Start of Given records
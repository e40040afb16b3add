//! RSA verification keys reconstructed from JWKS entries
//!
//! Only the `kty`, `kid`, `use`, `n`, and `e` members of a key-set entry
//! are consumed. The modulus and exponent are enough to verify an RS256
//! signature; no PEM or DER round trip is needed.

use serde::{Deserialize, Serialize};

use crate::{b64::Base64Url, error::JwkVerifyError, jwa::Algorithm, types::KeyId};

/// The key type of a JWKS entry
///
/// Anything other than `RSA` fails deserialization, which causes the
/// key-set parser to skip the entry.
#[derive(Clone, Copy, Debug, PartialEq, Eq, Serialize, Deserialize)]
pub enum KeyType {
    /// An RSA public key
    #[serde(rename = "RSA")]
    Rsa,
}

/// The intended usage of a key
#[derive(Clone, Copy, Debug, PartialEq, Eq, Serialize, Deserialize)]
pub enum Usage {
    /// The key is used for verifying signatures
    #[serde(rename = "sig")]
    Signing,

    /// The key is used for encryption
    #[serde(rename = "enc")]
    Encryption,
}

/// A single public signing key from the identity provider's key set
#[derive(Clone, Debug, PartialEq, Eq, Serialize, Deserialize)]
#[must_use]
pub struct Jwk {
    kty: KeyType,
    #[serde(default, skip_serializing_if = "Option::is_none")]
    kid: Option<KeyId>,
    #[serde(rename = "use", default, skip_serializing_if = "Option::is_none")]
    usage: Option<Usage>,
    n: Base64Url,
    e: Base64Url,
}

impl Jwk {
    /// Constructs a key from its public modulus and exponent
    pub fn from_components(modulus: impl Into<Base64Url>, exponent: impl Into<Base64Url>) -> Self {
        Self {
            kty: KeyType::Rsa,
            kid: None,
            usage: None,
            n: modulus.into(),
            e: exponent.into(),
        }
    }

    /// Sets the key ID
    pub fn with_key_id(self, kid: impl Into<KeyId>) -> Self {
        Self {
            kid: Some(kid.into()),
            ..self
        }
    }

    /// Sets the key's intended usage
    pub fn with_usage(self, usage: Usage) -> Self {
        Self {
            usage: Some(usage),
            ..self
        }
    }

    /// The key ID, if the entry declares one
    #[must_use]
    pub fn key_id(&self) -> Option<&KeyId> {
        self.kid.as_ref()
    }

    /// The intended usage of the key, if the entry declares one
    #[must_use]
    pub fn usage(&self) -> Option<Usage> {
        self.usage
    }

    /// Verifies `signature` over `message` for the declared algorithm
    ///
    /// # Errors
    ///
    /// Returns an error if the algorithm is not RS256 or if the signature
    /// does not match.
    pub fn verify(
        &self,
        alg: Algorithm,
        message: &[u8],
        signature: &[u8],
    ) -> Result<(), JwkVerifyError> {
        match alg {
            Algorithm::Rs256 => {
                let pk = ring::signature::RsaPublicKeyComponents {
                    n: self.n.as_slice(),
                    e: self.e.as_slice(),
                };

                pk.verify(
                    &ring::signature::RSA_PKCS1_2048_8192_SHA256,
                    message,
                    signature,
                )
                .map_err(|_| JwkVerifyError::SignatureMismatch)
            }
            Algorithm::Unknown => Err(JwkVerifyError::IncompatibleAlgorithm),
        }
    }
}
End of Given records
-- Work to be completed --
Starting with the line that contains "ID, if the entry declares one", output every line through the end of the listing above, unchanged.

-- Task answer --
    /// The key ID, if the entry declares one
    #[must_use]
    pub fn key_id(&self) -> Option<&KeyId> {
        self.kid.as_ref()
    }

    /// The intended usage of the key, if the entry declares one
    #[must_use]
    pub fn usage(&self) -> Option<Usage> {
        self.usage
    }

    /// Verifies `signature` over `message` for the declared algorithm
    ///
    /// # Errors
    ///
    /// Returns an error if the algorithm is not RS256 or if the signature
    /// does not match.
    pub fn verify(
        &self,
        alg: Algorithm,
        message: &[u8],
        signature: &[u8],
    ) -> Result<(), JwkVerifyError> {
        match alg {
            Algorithm::Rs256 => {
                let pk = ring::signature::RsaPublicKeyComponents {
                    n: self.n.as_slice(),
                    e: self.e.as_slice(),
                };

                pk.verify(
                    &ring::signature::RSA_PKCS1_2048_8192_SHA256,
                    message,
                    signature,
                )
                .map_err(|_| JwkVerifyError::SignatureMismatch)
            }
            Algorithm::Unknown => Err(JwkVerifyError::IncompatibleAlgorithm),
        }
    }
}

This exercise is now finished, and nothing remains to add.